What the exercise asks:
Go through the entries below and copy every line that holds the word "IdentityGateway".

Data records:
========

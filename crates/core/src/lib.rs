//! Ghanovia Core - Shared types library.
//!
//! This crate provides the pure building blocks used by the onboarding
//! service:
//! - `types` - Validated input newtypes (phone, password, OTP, role) and the
//!   uniform action outcome
//! - `onboarding` - The "become a pro" multi-step wizard
//!
//! # Architecture
//!
//! The core crate contains only types and state machines - no I/O, no HTTP
//! clients, no session handling. Everything here can be unit tested without
//! a runtime.

#![cfg_attr(not(test), forbid(unsafe_code))]

pub mod onboarding;
pub mod types;

pub use types::*;
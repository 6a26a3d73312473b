//! Session middleware configuration.
//!
//! Sessions live in an in-process `tower-sessions` store keyed by an
//! HTTP-only cookie. The identity gateway sees them through
//! [`TowerSessionStorage`], and handlers use the flash helpers to carry an
//! [`ActionOutcome`] across a redirect.

use async_trait::async_trait;
use chrono::{DateTime, Utc};
use ghanovia_core::ActionOutcome;
use serde::{Deserialize, Serialize};
use tower_sessions::{Expiry, MemoryStore, Session, SessionManagerLayer};

use crate::config::OnboardingConfig;
use crate::services::identity::{SessionStorage, StorageError, StorageOptions};

/// Session cookie name.
pub const SESSION_COOKIE_NAME: &str = "ghanovia_session";

/// Session key for the one-shot outcome shown after a redirect.
pub const FLASH_KEY: &str = "flash";

/// Session expiry time in seconds (7 days).
const SESSION_EXPIRY_SECONDS: i64 = 7 * 24 * 60 * 60;

/// Create the session layer with an in-memory store.
#[must_use]
pub fn create_session_layer(config: &OnboardingConfig) -> SessionManagerLayer<MemoryStore> {
    SessionManagerLayer::new(MemoryStore::default())
        .with_name(SESSION_COOKIE_NAME)
        .with_expiry(Expiry::OnInactivity(
            tower_sessions::cookie::time::Duration::seconds(SESSION_EXPIRY_SECONDS),
        ))
        .with_secure(config.is_secure())
        .with_same_site(tower_sessions::cookie::SameSite::Lax)
        .with_http_only(true)
        .with_path("/")
}

// =============================================================================
// Gateway storage
// =============================================================================

/// A stored value with its own expiry, independent of the cookie's.
#[derive(Debug, Serialize, Deserialize)]
struct StoredValue {
    value: String,
    expires_at: Option<DateTime<Utc>>,
}

/// [`SessionStorage`] over the visitor's `tower-sessions` session.
#[derive(Debug, Clone)]
pub struct TowerSessionStorage(Session);

impl TowerSessionStorage {
    #[must_use]
    pub const fn new(session: Session) -> Self {
        Self(session)
    }
}

fn storage_error(err: tower_sessions::session::Error) -> StorageError {
    StorageError(err.to_string())
}

#[async_trait]
impl SessionStorage for TowerSessionStorage {
    async fn get(&self, key: &str) -> Result<Option<String>, StorageError> {
        let Some(stored) = self
            .0
            .get::<StoredValue>(key)
            .await
            .map_err(storage_error)?
        else {
            return Ok(None);
        };

        if stored.expires_at.is_some_and(|at| at <= Utc::now()) {
            self.0.remove_value(key).await.map_err(storage_error)?;
            return Ok(None);
        }
        Ok(Some(stored.value))
    }

    async fn set(
        &self,
        key: &str,
        value: String,
        options: StorageOptions,
    ) -> Result<(), StorageError> {
        let stored = StoredValue {
            value,
            expires_at: options.expires_at(Utc::now()),
        };
        self.0.insert(key, stored).await.map_err(storage_error)
    }

    async fn remove(&self, key: &str) -> Result<(), StorageError> {
        self.0.remove_value(key).await.map_err(storage_error)?;
        Ok(())
    }
}

// =============================================================================
// Flash
// =============================================================================

/// Store an outcome to show on the next page.
///
/// # Errors
///
/// Returns an error if the session cannot be modified.
pub async fn set_flash(
    session: &Session,
    outcome: &ActionOutcome,
) -> Result<(), tower_sessions::session::Error> {
    session.insert(FLASH_KEY, outcome).await
}

/// Take the pending outcome, leaving none behind. `Idle` when nothing is set.
///
/// # Errors
///
/// Returns an error if the session cannot be read.
pub async fn take_flash(session: &Session) -> Result<ActionOutcome, tower_sessions::session::Error> {
    Ok(session
        .remove::<ActionOutcome>(FLASH_KEY)
        .await?
        .unwrap_or_default())
}

#[cfg(test)]
#[allow(clippy::unwrap_used)]
mod tests {
    use std::sync::Arc;

    use chrono::Duration;

    use super::*;

    fn session() -> Session {
        Session::new(None, Arc::new(MemoryStore::default()), None)
    }

    #[tokio::test]
    async fn test_storage_roundtrip() {
        let storage = TowerSessionStorage::new(session());
        storage
            .set("k", "v".to_string(), StorageOptions::default())
            .await
            .unwrap();
        assert_eq!(storage.get("k").await.unwrap().as_deref(), Some("v"));

        storage.remove("k").await.unwrap();
        assert!(storage.get("k").await.unwrap().is_none());
    }

    #[tokio::test]
    async fn test_storage_expired_value_reads_as_none() {
        let storage = TowerSessionStorage::new(session());
        storage
            .set(
                "k",
                "v".to_string(),
                StorageOptions::with_max_age(Duration::seconds(-1)),
            )
            .await
            .unwrap();
        assert!(storage.get("k").await.unwrap().is_none());
    }

    #[tokio::test]
    async fn test_flash_is_one_shot() {
        let session = session();
        set_flash(&session, &ActionOutcome::success("Signed out."))
            .await
            .unwrap();

        assert_eq!(
            take_flash(&session).await.unwrap(),
            ActionOutcome::success("Signed out.")
        );
        assert_eq!(take_flash(&session).await.unwrap(), ActionOutcome::Idle);
    }
}
//! HTTP middleware stack for onboarding.
//!
//! # Middleware Order (bottom to top in Router)
//!
//! 1. Sentry layers (hub per request, HTTP transaction)
//! 2. `TraceLayer` (request tracing)
//! 3. Request ID (add unique ID to each request)
//! 4. Security headers (CSP, framing, caching)
//! 5. Session layer (tower-sessions with in-memory store)
//!
//! Guest-only screens use the [`GuestOnly`] extractor rather than a layer.

pub mod auth;
pub mod request_id;
pub mod security_headers;
pub mod session;

pub use auth::{GuestOnly, OptionalUser, SIGNED_IN_HOME};
pub use request_id::request_id_middleware;
pub use security_headers::security_headers_middleware;
pub use session::{TowerSessionStorage, create_session_layer, set_flash, take_flash};
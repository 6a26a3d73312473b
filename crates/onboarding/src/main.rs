//! Ghanovia Onboarding - signup and pro onboarding server.
//!
//! This binary serves the auth screens and the "become a pro" wizard on
//! port 3000.
//!
//! # Security
//!
//! This binary only has access to:
//! - Supabase auth with the public anon key
//! - Supabase REST as the signed-in user (row-level security applies)
//!
//! It never holds a service-role key.

#![cfg_attr(not(test), forbid(unsafe_code))]

use ghanovia_onboarding::{app, config::OnboardingConfig, state::AppState};
use sentry::integrations::tracing as sentry_tracing;
use tracing_subscriber::{layer::SubscriberExt, util::SubscriberInitExt};

/// Initialize Sentry error tracking and return guard that must be kept alive.
fn init_sentry(config: &OnboardingConfig) -> Option<sentry::ClientInitGuard> {
    let dsn = config.sentry_dsn.as_ref()?;

    let guard = sentry::init((
        dsn.as_str(),
        sentry::ClientOptions {
            release: sentry::release_name!(),
            environment: config
                .sentry_environment
                .clone()
                .map(std::borrow::Cow::Owned),
            attach_stacktrace: true,
            ..Default::default()
        },
    ));

    tracing::info!("Sentry initialized");
    Some(guard)
}

/// Filter tracing events to Sentry event types.
fn sentry_event_filter(metadata: &tracing::Metadata<'_>) -> sentry_tracing::EventFilter {
    match *metadata.level() {
        tracing::Level::ERROR | tracing::Level::WARN => sentry_tracing::EventFilter::Event,
        tracing::Level::INFO | tracing::Level::DEBUG => sentry_tracing::EventFilter::Breadcrumb,
        _ => sentry_tracing::EventFilter::Ignore,
    }
}

#[tokio::main]
async fn main() {
    // Load configuration from environment (needed for Sentry init)
    let config = OnboardingConfig::from_env().expect("Failed to load configuration");

    // Initialize Sentry (must be done before tracing subscriber)
    let _sentry_guard = init_sentry(&config);

    // Defaults to info level for our crate if RUST_LOG is not set
    let env_filter = tracing_subscriber::EnvFilter::try_from_default_env()
        .unwrap_or_else(|_| "ghanovia_onboarding=info,tower_http=debug".into());

    // JSON lines when LOG_FORMAT=json (log shippers), text otherwise
    let json_logs = std::env::var("LOG_FORMAT").is_ok_and(|format| format == "json");
    let json_layer = json_logs.then(|| tracing_subscriber::fmt::layer().json().flatten_event(true));
    let text_layer = (!json_logs).then(tracing_subscriber::fmt::layer);

    tracing_subscriber::registry()
        .with(env_filter)
        .with(json_layer)
        .with(text_layer)
        .with(sentry_tracing::layer().event_filter(sentry_event_filter))
        .init();

    let addr = config.socket_addr();
    let state = AppState::new(config).expect("Failed to initialize application state");
    let app = app(state);

    tracing::info!("onboarding listening on {}", addr);

    let listener = tokio::net::TcpListener::bind(addr)
        .await
        .expect("Failed to bind to address");

    axum::serve(listener, app)
        .with_graceful_shutdown(shutdown_signal())
        .await
        .expect("Server error");
}

/// Wait for shutdown signal (Ctrl+C or SIGTERM).
async fn shutdown_signal() {
    let ctrl_c = async {
        tokio::signal::ctrl_c()
            .await
            .expect("Failed to install Ctrl+C handler");
    };

    #[cfg(unix)]
    let terminate = async {
        tokio::signal::unix::signal(tokio::signal::unix::SignalKind::terminate())
            .expect("Failed to install signal handler")
            .recv()
            .await;
    };

    #[cfg(not(unix))]
    let terminate = std::future::pending::<()>();

    tokio::select! {
        () = ctrl_c => {},
        () = terminate => {},
    }

    tracing::info!("Shutdown signal received, starting graceful shutdown");
}
//! Application state shared across handlers.

use std::sync::Arc;

use crate::config::OnboardingConfig;
use crate::services::identity::{IdentityGateway, IdentityProvider, ProfileStore, SessionStorage};
use crate::supabase::{SupabaseClient, SupabaseError};

/// Application state shared across all handlers.
///
/// This struct is cheaply cloneable via `Arc` and read-only after start-up.
#[derive(Clone)]
pub struct AppState {
    inner: Arc<AppStateInner>,
}

struct AppStateInner {
    config: OnboardingConfig,
    identity: Arc<dyn IdentityProvider>,
    profiles: Arc<dyn ProfileStore>,
}

impl AppState {
    /// Create application state backed by Supabase.
    ///
    /// # Errors
    ///
    /// Returns an error if the Supabase client cannot be built.
    pub fn new(config: OnboardingConfig) -> Result<Self, SupabaseError> {
        let client = Arc::new(SupabaseClient::new(&config.supabase)?);
        Ok(Self::with_backends(config, client.clone(), client))
    }

    /// Create application state with explicit identity backends.
    #[must_use]
    pub fn with_backends(
        config: OnboardingConfig,
        identity: Arc<dyn IdentityProvider>,
        profiles: Arc<dyn ProfileStore>,
    ) -> Self {
        Self {
            inner: Arc::new(AppStateInner {
                config,
                identity,
                profiles,
            }),
        }
    }

    /// Get a reference to the onboarding configuration.
    #[must_use]
    pub fn config(&self) -> &OnboardingConfig {
        &self.inner.config
    }

    /// Get a reference to the identity provider.
    #[must_use]
    pub fn identity(&self) -> &dyn IdentityProvider {
        self.inner.identity.as_ref()
    }

    /// Identity gateway for one visitor's session storage.
    #[must_use]
    pub fn gateway<'a>(&'a self, storage: &'a dyn SessionStorage) -> IdentityGateway<'a> {
        IdentityGateway::new(
            self.inner.identity.as_ref(),
            self.inner.profiles.as_ref(),
            storage,
        )
    }
}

========

Response to this task:
use crate::services::identity::{IdentityGateway, IdentityProvider, ProfileStore, SessionStorage};
    pub fn gateway<'a>(&'a self, storage: &'a dyn SessionStorage) -> IdentityGateway<'a> {
        IdentityGateway::new(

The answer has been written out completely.